A piscina de seu prédio sempre lhe causara calafrios.
Ele não morava em um daqueles – cada vez mais comuns nos dias de hoje – condomínios que abrigavam cidades inteiras dentro de si: quatro torres, cada uma contendo pelo menos seus 20 andares, quadras de futebol e squash, piscinas de diferentes tipos e formatos e toda aquela coisa. A realidade era que tudo aquilo era, de alguma forma, incrível e assustador. O modo como microcosmos tornavam-se cada vez mais comuns, flutuando isolados de todo o resto. Uma vez ele chegou até mesmo a visitar um condomínio – quando foi dormir na casa de um antigo amigo da escola – que continha uma padaria em sua área de lazer! Puxa, vida, aquilo era coisa de outro mundo, ele lembrava-se de pensar, enquanto eles pegavam o elevador afim de comprar uns pães para o café da manhã.
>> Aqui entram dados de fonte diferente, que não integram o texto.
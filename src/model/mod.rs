pub mod action;
pub mod modes;
pub mod validation;

// Re-export commonly used types
pub use action::{Action, ActionBuilder, ModelError};
pub use modes::{ModeError, ModeSet, RawMode, SelectionMode, SubSelectionMode, ValidationMode};
pub use validation::{Extraction, Validation, ValidationBuilder};

/// 一个线程组翻译出的完整结果
///
/// store 保存需要写入输出 Store 块的已解析变量绑定。
#[derive(Debug, Clone, PartialEq, Default)]
pub struct ActionList {
    pub store: Vec<(String, String)>,
    pub actions: Vec<Action>,
}

impl ActionList {
    pub fn new() -> Self {
        Self::default()
    }
}
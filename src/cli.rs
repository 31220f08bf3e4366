use anyhow::{Context, Result};
use clap::Parser;
use rumeter::codec;
use rumeter::translate::TranslationDriver;
use rumeter::variable::{self, VariableContext};
use std::path::PathBuf;
use tracing::info;

#[derive(Parser)]
#[command(author, version, about, long_about = None)]
pub struct Cli {
    /// 待翻译的测试计划文件，可以给多个
    #[arg(required = true)]
    pub inputs: Vec<PathBuf>,

    /// 输出目录，每个线程组写一个 .act 文件
    #[arg(short, long, default_value = ".")]
    pub output: PathBuf,

    /// TOML 变量文件，预置解释器绑定
    #[arg(long)]
    pub vars: Option<PathBuf>,

    /// 变量文件里的环境名
    #[arg(long, default_value = "default")]
    pub env: String,
}

pub fn run(cli: Cli) -> Result<()> {
    let seed = match &cli.vars {
        Some(path) => variable::load_environment(path, &cli.env)
            .with_context(|| format!("loading variables from {}", path.display()))?,
        None => VariableContext::new(),
    };
    std::fs::create_dir_all(&cli.output)?;

    let driver = TranslationDriver::with_seed(seed);
    for input in &cli.inputs {
        let plan = driver.translate_file(input)?;
        for (group, list) in plan.groups() {
            let file = cli.output.join(format!("{}.act", sanitize(group)));
            codec::write_action_list_file(&file, list)
                .with_context(|| format!("writing {}", file.display()))?;
            info!("wrote {} ({} actions)", file.display(), list.actions.len());
        }
    }
    Ok(())
}

/// 组名里的路径分隔符不能进文件名
fn sanitize(name: &str) -> String {
    name.chars()
        .map(|c| if matches!(c, '/' | '\\') { '_' } else { c })
        .collect()
}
Seu prédio, por outro lado, não continha nada da magia dessas mini cidades. Era, de todos os modos, um prédio insuportavelmente comum. A fachada bege e desbotada era um gigantesco retalho de rachaduras e tinta descascada. Espaços vazios abriam-se por todos os lados onde os antigos azulejos haviam caído, deixando aberturas como os dentes faltando na boca de uma criança banguela. Não havia elevador – afinal, quem precisaria da droga de um elevador quando se tinham apenas quatro andares para onde ir – ele imaginou o espertalhão do arquiteto pensando naquilo.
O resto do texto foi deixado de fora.